YOUR INSTRUCTIONS |
Only a number is expected: how many lines in the entries that follow contain the word "EmotionSession"?

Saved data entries
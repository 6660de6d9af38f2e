//! Emotion capture for the Sentivision recorder.
//!
//! This module provides the sample types, the capture source abstraction and
//! the periodic sampler that turns detector output into samples.

pub mod sampler;
pub mod source;
pub mod types;

// Re-export commonly used types
pub use sampler::{EmotionSampler, SamplerHandle, DEFAULT_SAMPLE_INTERVAL};
pub use source::{
    open_capture_source, CaptureError, CaptureSource, SimulatedCamera, UnavailableCamera,
};
pub use types::{EmotionChannel, EmotionSample, EmotionVector, UnknownChannel};
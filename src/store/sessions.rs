//! File-backed session collection.
//!
//! The whole collection lives in one JSON array, most recent first. Every
//! mutation re-reads the file and rewrites it in full, so concurrent writers
//! resolve last-write-wins on the entire collection.

use crate::core::session::{EmotionSession, NewSession};
use crate::store::csv::{samples_to_csv, ExportError};
use chrono::Utc;
use rand::distributions::Uniform;
use rand::Rng;
use std::io;
use std::path::{Path, PathBuf};
use thiserror::Error;

/// File name of the session collection inside the data directory.
pub const SESSIONS_FILE: &str = "emotion-sessions.json";

const ID_SUFFIX_LEN: usize = 9;
const BASE36: &[u8] = b"0123456789abcdefghijklmnopqrstuvwxyz";

#[derive(Debug, Error)]
pub enum StoreError {
    #[error("session store I/O error at {path}: {source}")]
    Io {
        path: PathBuf,
        #[source]
        source: io::Error,
    },
    #[error("failed to serialize sessions: {0}")]
    Serialize(#[from] serde_json::Error),
}

/// Persistent list of recorded sessions.
#[derive(Debug)]
pub struct SessionStore {
    path: PathBuf,
    sessions: Vec<EmotionSession>,
}

impl SessionStore {
    /// Open the collection at `path`. A missing file is an empty collection.
    pub fn open(path: impl Into<PathBuf>) -> Result<Self, StoreError> {
        let path = path.into();
        let sessions = read_collection(&path)?;
        tracing::debug!(path = %path.display(), sessions = sessions.len(), "session store opened");
        Ok(Self { path, sessions })
    }

    pub fn path(&self) -> &Path {
        &self.path
    }

    /// Re-read the collection from disk.
    pub fn reload(&mut self) -> Result<(), StoreError> {
        self.sessions = read_collection(&self.path)?;
        Ok(())
    }

    /// Assign an id and prepend the session.
    pub fn save(&mut self, session: NewSession) -> Result<EmotionSession, StoreError> {
        self.reload()?;

        let session = session.with_id(generate_session_id());
        self.sessions.insert(0, session.clone());
        self.persist()?;

        tracing::info!(
            id = %session.id,
            samples = session.sample_count(),
            "session saved"
        );
        Ok(session)
    }

    /// All sessions, most recent first.
    pub fn list(&self) -> &[EmotionSession] {
        &self.sessions
    }

    pub fn get(&self, id: &str) -> Option<&EmotionSession> {
        self.sessions.iter().find(|s| s.id == id)
    }

    /// Render the samples of session `id` as CSV.
    pub fn export_csv(&self, id: &str) -> Result<String, ExportError> {
        let session = self
            .get(id)
            .ok_or_else(|| ExportError::UnknownSession(id.to_string()))?;
        samples_to_csv(&session.emotion_data)
    }

    /// Remove the session with `id`. Returns `false` when it was not present.
    pub fn delete(&mut self, id: &str) -> Result<bool, StoreError> {
        self.reload()?;

        let before = self.sessions.len();
        self.sessions.retain(|s| s.id != id);
        if self.sessions.len() == before {
            return Ok(false);
        }

        self.persist()?;
        tracing::info!(id, "session deleted");
        Ok(true)
    }

    pub fn len(&self) -> usize {
        self.sessions.len()
    }

    pub fn is_empty(&self) -> bool {
        self.sessions.is_empty()
    }

    /// Write the collection through a temp file in the same directory.
    fn persist(&self) -> Result<(), StoreError> {
        let io_err = |source| StoreError::Io {
            path: self.path.clone(),
            source,
        };

        if let Some(parent) = self.path.parent() {
            std::fs::create_dir_all(parent).map_err(io_err)?;
        }

        let json = serde_json::to_string(&self.sessions)?;
        let tmp = self.path.with_extension("json.tmp");
        std::fs::write(&tmp, json).map_err(io_err)?;
        std::fs::rename(&tmp, &self.path).map_err(io_err)?;
        Ok(())
    }
}

/// Read the collection. Malformed content is logged and treated as empty.
fn read_collection(path: &Path) -> Result<Vec<EmotionSession>, StoreError> {
    let content = match std::fs::read_to_string(path) {
        Ok(content) => content,
        Err(e) if e.kind() == io::ErrorKind::NotFound => return Ok(Vec::new()),
        Err(source) => {
            return Err(StoreError::Io {
                path: path.to_path_buf(),
                source,
            })
        }
    };

    if content.trim().is_empty() {
        return Ok(Vec::new());
    }

    match serde_json::from_str(&content) {
        Ok(sessions) => Ok(sessions),
        Err(e) => {
            tracing::warn!(
                path = %path.display(),
                "session collection is corrupt, starting empty: {e}"
            );
            Ok(Vec::new())
        }
    }
}

/// `session-<ms epoch>-<9 base36 chars>`.
fn generate_session_id() -> String {
    let suffix: String = rand::thread_rng()
        .sample_iter(Uniform::from(0..BASE36.len()))
        .take(ID_SUFFIX_LEN)
        .map(|i| BASE36[i] as char)
        .collect();
    format!("session-{}-{}", Utc::now().timestamp_millis(), suffix)
}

OUTPUT OF THE TASK |
6